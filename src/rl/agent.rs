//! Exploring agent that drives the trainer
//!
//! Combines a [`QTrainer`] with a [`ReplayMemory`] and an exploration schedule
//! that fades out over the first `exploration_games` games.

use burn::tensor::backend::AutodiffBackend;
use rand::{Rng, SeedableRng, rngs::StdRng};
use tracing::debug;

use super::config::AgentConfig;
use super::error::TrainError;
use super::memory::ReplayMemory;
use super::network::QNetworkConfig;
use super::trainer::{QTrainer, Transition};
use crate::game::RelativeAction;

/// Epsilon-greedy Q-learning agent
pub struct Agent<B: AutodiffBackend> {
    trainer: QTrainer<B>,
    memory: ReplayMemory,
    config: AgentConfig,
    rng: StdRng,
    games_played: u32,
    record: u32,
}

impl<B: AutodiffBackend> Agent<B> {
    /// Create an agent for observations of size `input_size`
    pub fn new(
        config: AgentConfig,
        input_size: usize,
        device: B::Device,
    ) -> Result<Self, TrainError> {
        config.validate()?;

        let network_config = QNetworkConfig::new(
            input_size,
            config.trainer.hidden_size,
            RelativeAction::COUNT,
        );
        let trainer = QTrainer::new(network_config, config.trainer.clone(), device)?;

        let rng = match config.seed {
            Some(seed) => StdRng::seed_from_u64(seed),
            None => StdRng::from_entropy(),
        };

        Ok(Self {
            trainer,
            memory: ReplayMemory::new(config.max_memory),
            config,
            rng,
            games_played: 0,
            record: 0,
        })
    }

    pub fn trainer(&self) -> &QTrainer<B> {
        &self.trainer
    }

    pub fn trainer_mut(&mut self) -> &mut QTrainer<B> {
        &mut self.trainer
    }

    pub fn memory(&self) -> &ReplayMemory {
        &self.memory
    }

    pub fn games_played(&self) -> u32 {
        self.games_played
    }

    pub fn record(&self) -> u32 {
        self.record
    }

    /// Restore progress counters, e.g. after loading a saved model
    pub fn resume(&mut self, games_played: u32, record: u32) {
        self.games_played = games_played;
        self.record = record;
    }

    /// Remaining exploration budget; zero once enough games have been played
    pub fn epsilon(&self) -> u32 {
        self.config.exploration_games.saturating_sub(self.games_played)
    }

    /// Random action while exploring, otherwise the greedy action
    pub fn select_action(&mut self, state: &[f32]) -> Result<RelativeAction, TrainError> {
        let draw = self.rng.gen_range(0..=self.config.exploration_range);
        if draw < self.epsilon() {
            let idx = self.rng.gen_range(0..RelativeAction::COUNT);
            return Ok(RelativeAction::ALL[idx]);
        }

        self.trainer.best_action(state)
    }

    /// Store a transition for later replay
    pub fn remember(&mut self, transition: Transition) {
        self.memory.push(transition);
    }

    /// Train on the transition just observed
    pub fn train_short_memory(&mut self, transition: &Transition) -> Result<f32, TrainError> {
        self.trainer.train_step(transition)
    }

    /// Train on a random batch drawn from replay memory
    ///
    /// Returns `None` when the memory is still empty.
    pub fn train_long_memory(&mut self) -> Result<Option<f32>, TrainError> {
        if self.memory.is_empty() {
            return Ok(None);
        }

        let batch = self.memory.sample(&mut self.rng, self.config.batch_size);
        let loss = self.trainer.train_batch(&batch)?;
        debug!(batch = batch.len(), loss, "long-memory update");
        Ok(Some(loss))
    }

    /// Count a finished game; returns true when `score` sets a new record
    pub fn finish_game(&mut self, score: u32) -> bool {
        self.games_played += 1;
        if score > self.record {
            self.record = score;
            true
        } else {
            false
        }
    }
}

-.-.-

> _WORK INSTRUCTIONS_:
Output a faithful copy of every entry, keeping each line as written.

> _YOUR RESPONSE_:
filename src/rl/agent.rs
//! Exploring agent that drives the trainer
//!
//! Combines a [`QTrainer`] with a [`ReplayMemory`] and an exploration schedule
//! that fades out over the first `exploration_games` games.

use burn::tensor::backend::AutodiffBackend;
use rand::{Rng, SeedableRng, rngs::StdRng};
use tracing::debug;

use super::config::AgentConfig;
use super::error::TrainError;
use super::memory::ReplayMemory;
use super::network::QNetworkConfig;
use super::trainer::{QTrainer, Transition};
use crate::game::RelativeAction;

/// Epsilon-greedy Q-learning agent
pub struct Agent<B: AutodiffBackend> {
    trainer: QTrainer<B>,
    memory: ReplayMemory,
    config: AgentConfig,
    rng: StdRng,
    games_played: u32,
    record: u32,
}

impl<B: AutodiffBackend> Agent<B> {
    /// Create an agent for observations of size `input_size`
    pub fn new(
        config: AgentConfig,
        input_size: usize,
        device: B::Device,
    ) -> Result<Self, TrainError> {
        config.validate()?;

        let network_config = QNetworkConfig::new(
            input_size,
            config.trainer.hidden_size,
            RelativeAction::COUNT,
        );
        let trainer = QTrainer::new(network_config, config.trainer.clone(), device)?;

        let rng = match config.seed {
            Some(seed) => StdRng::seed_from_u64(seed),
            None => StdRng::from_entropy(),
        };

        Ok(Self {
            trainer,
            memory: ReplayMemory::new(config.max_memory),
            config,
            rng,
            games_played: 0,
            record: 0,
        })
    }

    pub fn trainer(&self) -> &QTrainer<B> {
        &self.trainer
    }

    pub fn trainer_mut(&mut self) -> &mut QTrainer<B> {
        &mut self.trainer
    }

    pub fn memory(&self) -> &ReplayMemory {
        &self.memory
    }

    pub fn games_played(&self) -> u32 {
        self.games_played
    }

    pub fn record(&self) -> u32 {
        self.record
    }

    /// Restore progress counters, e.g. after loading a saved model
    pub fn resume(&mut self, games_played: u32, record: u32) {
        self.games_played = games_played;
        self.record = record;
    }

    /// Remaining exploration budget; zero once enough games have been played
    pub fn epsilon(&self) -> u32 {
        self.config.exploration_games.saturating_sub(self.games_played)
    }

    /// Random action while exploring, otherwise the greedy action
    pub fn select_action(&mut self, state: &[f32]) -> Result<RelativeAction, TrainError> {
        let draw = self.rng.gen_range(0..=self.config.exploration_range);
        if draw < self.epsilon() {
            let idx = self.rng.gen_range(0..RelativeAction::COUNT);
            return Ok(RelativeAction::ALL[idx]);
        }

        self.trainer.best_action(state)
    }

    /// Store a transition for later replay
    pub fn remember(&mut self, transition: Transition) {
        self.memory.push(transition);
    }

    /// Train on the transition just observed
    pub fn train_short_memory(&mut self, transition: &Transition) -> Result<f32, TrainError> {
        self.trainer.train_step(transition)
    }

    /// Train on a random batch drawn from replay memory
    ///
    /// Returns `None` when the memory is still empty.
    pub fn train_long_memory(&mut self) -> Result<Option<f32>, TrainError> {
        if self.memory.is_empty() {
            return Ok(None);
        }

        let batch = self.memory.sample(&mut self.rng, self.config.batch_size);
        let loss = self.trainer.train_batch(&batch)?;
        debug!(batch = batch.len(), loss, "long-memory update");
        Ok(Some(loss))
    }

    /// Count a finished game; returns true when `score` sets a new record
    pub fn finish_game(&mut self, score: u32) -> bool {
        self.games_played += 1;
        if score > self.record {
            self.record = score;
            true
        } else {
            false
        }
    }
}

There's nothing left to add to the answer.